** Opening Dataset content block **

/// French Markdown digest of validated decisions.
pub fn arbitration_summary(arbitrations: &[Value]) -> String {
    let mut summary = format!("## Arbitrages validés ({})\n\n", arbitrations.len());
    if arbitrations.is_empty() {
        summary.push_str("_Aucun arbitrage validé pour le moment._\n");
        return summary;
    }

    for (index, arbitration) in arbitrations.iter().enumerate() {
        let field = |pointer: &str| {
            arbitration
                .pointer(pointer)
                .and_then(Value::as_str)
                .filter(|value| !value.is_empty())
        };
        summary.push_str(&format!(
            "### {}. {}\n",
            index + 1,
            field("/title").unwrap_or_default()
        ));
        if let Some(description) = field("/description") {
            summary.push_str(&format!("{description}\n"));
        }
        summary.push_str(&format!(
            "**Choix retenu:** {}\n",
            field("/selected_option/label").unwrap_or("N/A")
        ));
        if let Some(description) = field("/selected_option/description") {
            summary.push_str(&format!("> {description}\n"));
        }
        let votes = arbitration
            .get("vote_count")
            .and_then(Value::as_i64)
            .unwrap_or(0);
        let validated = field("/validated_at")
            .and_then(|raw| DateTime::parse_from_rfc3339(raw).ok())
            .map(|date| date.format("%d/%m/%Y").to_string())
            .unwrap_or_default();
        summary.push_str(&format!("_{votes} vote(s) - Validé le {validated}_\n\n"));
    }
    summary
}
//! Configuration Storage
//!
//! Reads the server configuration file from disk.
//! Config location: ~/.wsterm/config.json unless a path is given.

use std::path::PathBuf;
use tokio::fs;

use super::types::{ServerConfig, CONFIG_VERSION};
use super::ConfigError;

/// Get the wsterm configuration directory (~/.wsterm)
pub fn config_dir() -> Result<PathBuf, ConfigError> {
    dirs::home_dir()
        .map(|home| home.join(".wsterm"))
        .ok_or(ConfigError::NoConfigDir)
}

/// Get the default config file path
pub fn config_file() -> Result<PathBuf, ConfigError> {
    Ok(config_dir()?.join("config.json"))
}

/// Configuration storage manager
pub struct ConfigStorage {
    path: PathBuf,
}

impl ConfigStorage {
    /// Create a storage manager with the default path
    pub fn new() -> Result<Self, ConfigError> {
        Ok(Self {
            path: config_file()?,
        })
    }

    /// Create storage manager with custom path
    pub fn with_path(path: PathBuf) -> Self {
        Self { path }
    }

    /// Load configuration from disk.
    /// Returns the default config if the file doesn't exist. A file that
    /// exists but does not parse is an error: the server must not start
    /// with a silently different secret.
    pub async fn load(&self) -> Result<ServerConfig, ConfigError> {
        match fs::read_to_string(&self.path).await {
            Ok(contents) => {
                let config: ServerConfig = serde_json::from_str(&contents)?;
                if config.version > CONFIG_VERSION {
                    return Err(ConfigError::VersionTooNew {
                        found: config.version,
                        supported: CONFIG_VERSION,
                    });
                }
                Ok(config)
            }
            Err(e) if e.kind() == std::io::ErrorKind::NotFound => {
                tracing::info!("No config file at {:?}, using defaults", self.path);
                Ok(ServerConfig::default())
            }
            Err(e) => Err(ConfigError::Io(e)),
        }
    }

    /// Get config file path
    pub fn path(&self) -> &PathBuf {
        &self.path
    }
}

#[cfg(test)]
mod tests {
    use super::*;
    use tempfile::tempdir;

    #[tokio::test]
    async fn test_load_nonexistent() {
        let temp = tempdir().unwrap();
        let storage = ConfigStorage::with_path(temp.path().join("config.json"));

        let config = storage.load().await.unwrap();
        assert_eq!(config.bind, "0.0.0.0:2280");
        assert_eq!(config.relay_capacity, 100);
        assert_eq!(config.chunk_size, 1024);
        assert_eq!(config.max_sessions, 64);
        assert!(!config.strict_host_key_checking);
    }

    #[tokio::test]
    async fn test_load_partial_file() {
        let temp = tempdir().unwrap();
        let path = temp.path().join("config.json");
        std::fs::write(
            &path,
            r#"{"bind": "127.0.0.1:9000", "secret": "s3cret", "max_sessions": 4}"#,
        )
        .unwrap();

        let config = ConfigStorage::with_path(path).load().await.unwrap();
        assert_eq!(config.bind, "127.0.0.1:9000");
        assert_eq!(config.secret.as_deref(), Some("s3cret"));
        assert_eq!(config.max_sessions, 4);
        assert_eq!(config.connect_timeout_secs, 120);
        assert!(config.validate().is_ok());
        assert!(!format!("{:?}", config).contains("s3cret"));
    }

    #[tokio::test]
    async fn test_corrupted_file_is_an_error() {
        let temp = tempdir().unwrap();
        let path = temp.path().join("config.json");
        std::fs::write(&path, "{ not json").unwrap();

        assert!(matches!(
            ConfigStorage::with_path(path).load().await,
            Err(ConfigError::Json(_))
        ));
    }

    #[tokio::test]
    async fn test_version_too_new() {
        let temp = tempdir().unwrap();
        let path = temp.path().join("config.json");
        std::fs::write(&path, r#"{"version": 99}"#).unwrap();

        assert!(matches!(
            ConfigStorage::with_path(path).load().await,
            Err(ConfigError::VersionTooNew { found: 99, .. })
        ));
    }

    #[test]
    fn test_env_overrides_and_validation() {
        let mut config = ServerConfig::default();
        assert!(matches!(config.validate(), Err(ConfigError::MissingSecret)));

        config.apply_overrides(|key| match key {
            "WSTERM_SECRET" => Some("from-env".to_string()),
            "WSTERM_BIND" => Some("127.0.0.1:7000".to_string()),
            "WSTERM_IDENTITY_STORE" => Some("/srv/identity.json".to_string()),
            _ => None,
        });
        assert_eq!(config.secret.as_deref(), Some("from-env"));
        assert_eq!(config.bind_addr().unwrap().port(), 7000);
        assert_eq!(
            config.identity_store_path().unwrap(),
            PathBuf::from("/srv/identity.json")
        );
        assert!(config.validate().is_ok());

        config.relay_capacity = 0;
        assert!(matches!(config.validate(), Err(ConfigError::Invalid(_))));

        config.relay_capacity = 1;
        config.bind = "not an address".into();
        assert!(matches!(config.validate(), Err(ConfigError::Invalid(_))));
    }

    #[test]
    fn test_derived_settings() {
        let config = ServerConfig {
            reader_join_timeout_ms: 250,
            strict_host_key_checking: true,
            ..Default::default()
        };
        let settings = config.supervisor_settings();
        assert_eq!(settings.geometry_timeout.as_secs(), 10);
        assert_eq!(settings.bridge.reader_join_timeout.as_millis(), 250);
        assert_eq!(settings.bridge.relay_capacity, 100);

        let options = config.connect_options();
        assert_eq!(options.timeout.as_secs(), 120);
        assert!(options.strict_host_key_checking);
        assert_eq!(options.term, "xterm");
    }
}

** Closing Dataset content block **

* [Exercise]:
Pull every line containing "bridge" out of the data above.

* [Answer to this problem]:
        assert_eq!(settings.bridge.reader_join_timeout.as_millis(), 250);
        assert_eq!(settings.bridge.relay_capacity, 100);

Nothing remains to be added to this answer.